Q. Tell me a little bit about yourself.

A. I am a PhD student in English at Carleton University. I grew up in Ottawa, and moved to Halifax for a BA in English and Political Science, with a minor in Journalism. I ended up back in Ottawa for my MA at Carleton, which narrowed my academic focus to English, with a specialization in Digital Humanities. My primary area of expertise is in 19th-century British literature and culture, specifically the London print culture and mid-19th century writing about urban poverty. The Jane Austen project falls a little outside of my regular research.

Q. Are you an Austen fan? 

A. Definitely. I’ve read several of her novels: Pride and Prejudice is inevitably a favourite and I quite enjoyed Northanger Abbey. I also have a soft spot for Persuasion, as it was the first Austen that I read in a scholarly context. Anne Elliot (the heroine) is such a wonderful character. Along with the original novels, I (am) a fan and consumer of the many texts that fall under ‘Austenmania.’ I’d highly recommend the novel Longbourn by Jo Baker (which retells Pride and Predjudice from the perspectives of the Bennet family servants); and Pride and Prejudice and Zombies by Seth Grahame-Smith. Other fun adaptations include the YouTube web-series The Lizzie Bennet Diaries, which modernizes the issues of courting and coming-of-age in Regency England into the concerns of 21st century college grads. For example, in the Diaries Lydia’s scandalous and dangerous elopement with George Wickham is modernized into a sex tape that Wickham threatens to circulate online. 

Jenna Herdman

Q. Why does her work appeal to you?

A. Austen created these fantastic, relatable characters who make mistakes, misinterpret social situations and have to face the consequences of their words and actions. They change their minds, grapple with difficult choices and develop strong friendships and relationships. Her characters have a lot to teach their readers about social relationships, personal development and how to negotiate our emotions and fears. Furthermore, I’ve always enjoyed Austen’s narrators, who comment in often sassy ways on the characters. From a more critical perspective, Austen’s contribution to the form of the novel in the early 19th century is important and interesting: she was a female writer, taking the problems and emotional development of female characters and female readers seriously. 

Q. Why do you think her works work today? 
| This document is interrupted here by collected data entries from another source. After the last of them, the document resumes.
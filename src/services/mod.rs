pub mod item_service;
pub mod move_service;
pub mod pokemon_service;

pub use item_service::ItemService;
pub use move_service::MoveService;
pub use pokemon_service::PokemonService;
use axum::{
    Json, Router,
    extract::State,
    response::IntoResponse,
    routing::{delete, get},
};

use crate::{
    dto::{DeletedResponse, PokemonSummary},
    error::AppError,
    extract::RecordId,
    services::MoveService,
    state::AppState,
};

/// Move router, nested under `/api/moves`.
pub fn router() -> Router<AppState> {
    Router::new()
        .route("/{id}", delete(delete_move))
        .route("/{id}/pokemon", get(list_pokemon_for_move))
}

/// `GET /moves/:id/pokemon` — Pokemon that know a move.
async fn list_pokemon_for_move(
    State(state): State<AppState>,
    RecordId(id): RecordId,
) -> Result<impl IntoResponse, AppError> {
    let known_by = MoveService::pokemon_for_move(&state.db, id).await?;
    Ok(Json(
        known_by.iter().map(PokemonSummary::from).collect::<Vec<_>>(),
    ))
}

/// `DELETE /moves/:id` — Delete a move no pokemon knows anymore.
async fn delete_move(
    State(state): State<AppState>,
    RecordId(id): RecordId,
) -> Result<impl IntoResponse, AppError> {
    let id = MoveService::delete(&state.db, id).await?;
    Ok(Json(DeletedResponse { id }))
}
use axum::{Json, Router, extract::State, routing::get};
use serde::Serialize;

use crate::state::AppState;

#[derive(Serialize)]
struct HealthResponse {
    status: &'static str,
    version: &'static str,
    database: &'static str,
}

/// `GET /health` — Liveness plus database connectivity.
async fn health_check(State(state): State<AppState>) -> Json<HealthResponse> {
    let database = match state.db.ping().await {
        Ok(()) => "connected",
        Err(err) => {
            tracing::warn!("Database ping failed: {err}");
            "disconnected"
        }
    };

    Json(HealthResponse {
        status: "healthy",
        version: env!("CARGO_PKG_VERSION"),
        database,
    })
}

pub fn router() -> Router<AppState> {
    Router::new().route("/health", get(health_check))
}
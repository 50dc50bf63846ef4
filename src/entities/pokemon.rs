use sea_orm::entity::prelude::*;
use serde::{Deserialize, Serialize};

#[derive(Clone, Debug, PartialEq, Eq, DeriveEntityModel, Serialize, Deserialize)]
#[sea_orm(table_name = "pokemons")]
pub struct Model {
    #[sea_orm(primary_key)]
    pub id: i32,
    #[sea_orm(unique)]
    pub number: i32,
    #[sea_orm(unique)]
    pub name: String,
    pub attack: i32,
    pub defense: i32,
    pub poke_type: String,
    pub image_url: String,
    pub captured: bool,
    pub created_at: DateTimeWithTimeZone,
    pub updated_at: DateTimeWithTimeZone,
}

#[derive(Copy, Clone, Debug, EnumIter, DeriveRelation)]
pub enum Relation {
    #[sea_orm(has_many = "super::item::Entity")]
    Items,
    #[sea_orm(has_many = "super::poke_move::Entity")]
    PokeMoves,
}

impl Related<super::item::Entity> for Entity {
    fn to() -> RelationDef {
        Relation::Items.def()
    }
}

impl Related<super::poke_move::Entity> for Entity {
    fn to() -> RelationDef {
        Relation::PokeMoves.def()
    }
}

impl Related<super::moves::Entity> for Entity {
    fn to() -> RelationDef {
        super::poke_move::Relation::Move.def()
    }

    fn via() -> Option<RelationDef> {
        Some(super::poke_move::Relation::Pokemon.def().rev())
    }
}

impl ActiveModelBehavior for ActiveModel {}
A. I think that there is something enduringly appealing about several of Austen’s themes: the relationships between sisters and female friends, for example, which translates well into contemporary discourse and popular culture. Modern readers also enjoy some good, juicy romantic angst and love triangles, all of which abound in Austen. Furthermore, I think that there is also a huge market for period dramas and for the idealistic picture of provincial England in the Regency era that the novels offer. The small communities of characters and their complex social relationships offer a lot to play with for 21st century audiences.

Q. Can you explain your research idea. Where does it come from?
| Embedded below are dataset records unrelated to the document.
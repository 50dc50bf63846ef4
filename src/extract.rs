//! Request extractors whose rejections render as [`AppError`] JSON bodies.

use axum::Json;
use axum::extract::{FromRequest, FromRequestParts, Path, Request};
use axum::http::request::Parts;
use serde_json::Value;

use crate::error::AppError;

/// The `{id}` segment of a record route.
///
/// Ids that are not numbers, or do not fit an `i32`, are reported as a
/// missing record.
#[derive(Debug, Clone, Copy)]
pub struct RecordId(pub i32);

impl<S: Send + Sync> FromRequestParts<S> for RecordId {
    type Rejection = AppError;

    async fn from_request_parts(parts: &mut Parts, state: &S) -> Result<Self, Self::Rejection> {
        let Path(id) = Path::<i32>::from_request_parts(parts, state).await?;
        Ok(Self(id))
    }
}

/// A raw JSON request body, before parameter translation.
#[derive(Debug, Clone)]
pub struct JsonBody(pub Value);

impl<S: Send + Sync> FromRequest<S> for JsonBody {
    type Rejection = AppError;

    async fn from_request(req: Request, state: &S) -> Result<Self, Self::Rejection> {
        let Json(body) = Json::<Value>::from_request(req, state).await?;
        Ok(Self(body))
    }
}
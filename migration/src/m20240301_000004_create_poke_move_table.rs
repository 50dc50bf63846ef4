use sea_orm_migration::prelude::*;

/// Creates the `poke_moves` join table between pokemons and moves.
#[derive(DeriveMigrationName)]
pub struct Migration;

#[async_trait::async_trait]
impl MigrationTrait for Migration {
    async fn up(&self, manager: &SchemaManager) -> Result<(), DbErr> {
        manager
            .create_table(
                Table::create()
                    .table(PokeMoves::Table)
                    .if_not_exists()
                    .col(
                        ColumnDef::new(PokeMoves::Id)
                            .integer()
                            .not_null()
                            .auto_increment()
                            .primary_key(),
                    )
                    .col(ColumnDef::new(PokeMoves::PokemonId).integer().not_null())
                    .col(ColumnDef::new(PokeMoves::MoveId).integer().not_null())
                    .col(
                        ColumnDef::new(PokeMoves::CreatedAt)
                            .timestamp_with_time_zone()
                            .not_null(),
                    )
                    .col(
                        ColumnDef::new(PokeMoves::UpdatedAt)
                            .timestamp_with_time_zone()
                            .not_null(),
                    )
                    .foreign_key(
                        ForeignKey::create()
                            .name("fk_poke_moves_pokemon_id")
                            .from(PokeMoves::Table, PokeMoves::PokemonId)
                            .to(Pokemons::Table, Pokemons::Id)
                            .on_delete(ForeignKeyAction::Restrict),
                    )
                    .foreign_key(
                        ForeignKey::create()
                            .name("fk_poke_moves_move_id")
                            .from(PokeMoves::Table, PokeMoves::MoveId)
                            .to(Moves::Table, Moves::Id)
                            .on_delete(ForeignKeyAction::Restrict),
                    )
                    .to_owned(),
            )
            .await?;

        // A pokemon knows each move at most once
        manager
            .create_index(
                Index::create()
                    .name("idx_poke_moves_pokemon_id_move_id")
                    .table(PokeMoves::Table)
                    .col(PokeMoves::PokemonId)
                    .col(PokeMoves::MoveId)
                    .unique()
                    .to_owned(),
            )
            .await?;

        // Reverse lookup from a move to the pokemon that know it
        manager
            .create_index(
                Index::create()
                    .name("idx_poke_moves_move_id")
                    .table(PokeMoves::Table)
                    .col(PokeMoves::MoveId)
                    .to_owned(),
            )
            .await
    }

    async fn down(&self, manager: &SchemaManager) -> Result<(), DbErr> {
        manager
            .drop_table(Table::drop().table(PokeMoves::Table).to_owned())
            .await
    }
}

#[derive(DeriveIden)]
enum PokeMoves {
    Table,
    Id,
    PokemonId,
    MoveId,
    CreatedAt,
    UpdatedAt,
}

#[derive(DeriveIden)]
enum Pokemons {
    Table,
    Id,
}

#[derive(DeriveIden)]
enum Moves {
    Table,
    Id,
}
A. The Jane Austen project was an experiment in text-mining which involves the use of machines to look for patterns and trends. It’s been used in linguistics for a while, but can also be a useful method for literary studies. Another term which fits the project is ‘distant reading,’ which involves looking at large amounts of data. Distant reading has been positioned in opposition to the traditional close-reading of literary studies, though the general consensus is that distant reading should supplement, not replace, close reading. 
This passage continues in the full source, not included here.